## TASK TO COMPLETE
Reproduce exactly, and only, the lines below from the one containing "sampler reads the" through the one containing "static ALLOCATED: AtomicUsize".

Collected data:
+---+

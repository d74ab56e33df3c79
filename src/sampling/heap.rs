//! Heap accounting via a counting global allocator.
//!
//! Rust has no managed heap to query, so the binary installs
//! [`TrackingAllocator`] as `#[global_allocator]` and the sampler reads the
//! live byte count. Without it installed, [`heap_used_bytes`] returns `None`.

use std::alloc::{GlobalAlloc, Layout, System};
use std::sync::atomic::{AtomicBool, AtomicUsize, Ordering};

static ALLOCATED: AtomicUsize = AtomicUsize::new(0);
static ACTIVE: AtomicBool = AtomicBool::new(false);

/// System allocator wrapper that tracks live heap bytes.
pub struct TrackingAllocator;

impl TrackingAllocator {
    pub const fn new() -> Self {
        Self
    }
}

impl Default for TrackingAllocator {
    fn default() -> Self {
        Self::new()
    }
}

#[inline]
fn track_alloc(size: usize) {
    ALLOCATED.fetch_add(size, Ordering::Relaxed);
    if !ACTIVE.load(Ordering::Relaxed) {
        ACTIVE.store(true, Ordering::Relaxed);
    }
}

// SAFETY: every call is forwarded unchanged to `System`; only counters are added.
unsafe impl GlobalAlloc for TrackingAllocator {
    unsafe fn alloc(&self, layout: Layout) -> *mut u8 {
        let ptr = System.alloc(layout);
        if !ptr.is_null() {
            track_alloc(layout.size());
        }
        ptr
    }

    unsafe fn alloc_zeroed(&self, layout: Layout) -> *mut u8 {
        let ptr = System.alloc_zeroed(layout);
        if !ptr.is_null() {
            track_alloc(layout.size());
        }
        ptr
    }

    unsafe fn dealloc(&self, ptr: *mut u8, layout: Layout) {
        System.dealloc(ptr, layout);
        ALLOCATED.fetch_sub(layout.size(), Ordering::Relaxed);
    }

    unsafe fn realloc(&self, ptr: *mut u8, layout: Layout, new_size: usize) -> *mut u8 {
        let new_ptr = System.realloc(ptr, layout, new_size);
        if !new_ptr.is_null() {
            if new_size >= layout.size() {
                track_alloc(new_size - layout.size());
            } else {
                ALLOCATED.fetch_sub(layout.size() - new_size, Ordering::Relaxed);
            }
        }
        new_ptr
    }
}

/// Live heap bytes, or `None` when the tracking allocator is not installed.
pub fn heap_used_bytes() -> Option<u64> {
    if ACTIVE.load(Ordering::Relaxed) {
        Some(ALLOCATED.load(Ordering::Relaxed) as u64)
    } else {
        None
    }
}
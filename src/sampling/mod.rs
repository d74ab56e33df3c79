//! Resource sampling subsystem.
//!
//! # Data Flow
//! ```text
//! sampler.rs (fixed-delay loop)
//!     → probe.rs (sysinfo process stats + heap.rs allocator counter)
//!     → one "metric" span per successful tick
//! ```

pub mod heap;
pub mod probe;
pub mod sampler;

pub use heap::TrackingAllocator;
pub use probe::{MetricsProbe, ProbeError, SystemProbe};
pub use sampler::{SampleRecord, Sampler};
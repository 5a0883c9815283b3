//! postbak: export every post in a team workspace to a local directory tree.
//!
//! The crate is split along the run's stages:
//! - [`config`]: environment-supplied credentials and team selection.
//! - [`contract`]: the post-source collaborator trait plus wire types.
//! - [`client`]: the reqwest-backed implementation of that trait.
//! - [`access`]: the team-membership guard that runs before any export work.
//! - [`paginate`]: the page-cursor loop feeding posts to a visitor.
//! - [`materialize`]: the filesystem writer and its collision policy.
//! - [`backup`]: orchestration of guard → paginate → materialize.
//! - [`cli`]: argument parsing and exit-code mapping for the binary.

pub mod access;
pub mod backup;
pub mod cli;
pub mod client;
pub mod config;
pub mod contract;
pub mod materialize;
pub mod paginate;
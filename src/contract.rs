//! Collaborator surface for the post source.
//!
//! The export pipeline only ever talks to the hosted service through the
//! [`PostSource`] trait, so tests can swap in a deterministic mock exactly
//! like production code swaps in the real [`crate::client::ApiClient`].
//! The trait is annotated for `mockall` behind the `test-export-mocks`
//! feature so integration tests outside the crate can use the generated
//! `MockPostSource`.

use async_trait::async_trait;
use serde::Deserialize;
use thiserror::Error;

#[cfg(any(test, feature = "test-export-mocks"))]
use mockall::automock;

/// A team visible to the configured credentials.
#[derive(Debug, Clone, Deserialize)]
pub struct Team {
    pub name: String,
}

/// A single post: slash-separated `category/title` path plus body text.
///
/// Wire names follow the service API (`full_name`, `body_md`).
#[derive(Debug, Clone, Deserialize)]
pub struct PostRecord {
    #[serde(rename = "full_name")]
    pub full_path: String,
    #[serde(rename = "body_md")]
    pub body: String,
}

/// One page of posts plus the cursor for the following page, if any.
#[derive(Debug, Clone, Deserialize)]
pub struct PostPage {
    pub posts: Vec<PostRecord>,
    pub next_page: Option<u32>,
}

/// Failure of a post-source call. Every variant aborts the whole run.
#[derive(Debug, Error)]
pub enum SourceError {
    #[error("request to {url} failed: {source}")]
    Http {
        url: String,
        #[source]
        source: reqwest::Error,
    },
    #[error("{url} returned {status}")]
    Status {
        url: String,
        status: reqwest::StatusCode,
    },
    #[error("could not decode response from {url}: {source}")]
    Decode {
        url: String,
        #[source]
        source: reqwest::Error,
    },
}

/// Read-only, paginated view of the hosted documentation service.
#[cfg_attr(any(test, feature = "test-export-mocks"), automock)]
#[async_trait]
pub trait PostSource: Send + Sync {
    /// List every team visible to the configured credentials.
    async fn list_teams(&self) -> Result<Vec<Team>, SourceError>;

    /// Fetch one page of posts for `team`, 1-based.
    async fn list_posts(&self, team: &str, page: u32) -> Result<PostPage, SourceError>;
}
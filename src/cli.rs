//! CLI surface of the `postbak` binary.
//!
//! All business logic lives in the library modules; this module only parses
//! arguments, loads configuration, and maps the run outcome onto process
//! exit codes so failure behavior stays explicit and testable.

use std::path::PathBuf;

use clap::Parser;
use tracing::{error, info};

use crate::backup::{self, BackupError};
use crate::client::ApiClient;
use crate::config::Config;
use crate::materialize::EXPORT_ROOT;

/// Everything went through; the full tree is on disk.
pub const EXIT_OK: i32 = 0;
/// The run never got its data: misconfiguration, inaccessible team, or a
/// source fetch failure. Reported as a diagnostic, nothing is rolled back.
pub const EXIT_RUN_FAILED: i32 = 1;
/// Materializer fault: the export tree hit a state the collision policy
/// treats as unrecoverable. The process halts without cleanup.
pub const EXIT_FAULT: i32 = 2;

/// Export every post in a team workspace to a local directory tree.
#[derive(Parser)]
#[clap(
    name = "postbak",
    version,
    about = "Export every post in a team workspace to a local directory tree"
)]
pub struct Cli {
    /// Directory the exported tree is written under.
    #[clap(long, default_value = EXPORT_ROOT)]
    pub out_dir: PathBuf,

    /// Print the run summary as a single JSON object.
    #[clap(long)]
    pub json: bool,
}

/// Run the export and return the process exit code. Split out of `main` so
/// integration tests can invoke the full flow in-process.
pub async fn run(cli: Cli) -> i32 {
    let config = match Config::from_env() {
        Ok(config) => config,
        Err(e) => {
            error!(error = %e, "startup configuration incomplete, no export attempted");
            return EXIT_RUN_FAILED;
        }
    };

    let client = match config.base_url.as_deref() {
        Some(base_url) => ApiClient::with_base_url(base_url, config.access_token),
        None => ApiClient::new(config.access_token),
    };

    match backup::run_backup(&client, &config.team_name, &cli.out_dir).await {
        Ok(report) => {
            info!(posts = report.posts_written, "export finished");
            if cli.json {
                println!(
                    "{}",
                    serde_json::json!({
                        "team": config.team_name,
                        "posts": report.posts_written,
                        "out_dir": cli.out_dir,
                    })
                );
            } else {
                println!(
                    "exported {} posts from {} to {}",
                    report.posts_written,
                    config.team_name,
                    cli.out_dir.display()
                );
            }
            EXIT_OK
        }
        Err(e @ (BackupError::Source(_) | BackupError::TeamNotAccessible(_))) => {
            error!(error = %e, "export aborted");
            EXIT_RUN_FAILED
        }
        Err(BackupError::Materialize(e)) => {
            error!(error = %e, "fatal: export tree left as-is, nothing cleaned up");
            EXIT_FAULT
        }
    }
}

+---+

## ANSWER FOR THIS EXERCISE
//! [`TrackingAllocator`] as `#[global_allocator]` and the sampler reads the
//! live byte count. Without it installed, [`heap_used_bytes`] returns `None`.

use std::alloc::{GlobalAlloc, Layout, System};
use std::sync::atomic::{AtomicBool, AtomicUsize, Ordering};

static ALLOCATED: AtomicUsize = AtomicUsize::new(0);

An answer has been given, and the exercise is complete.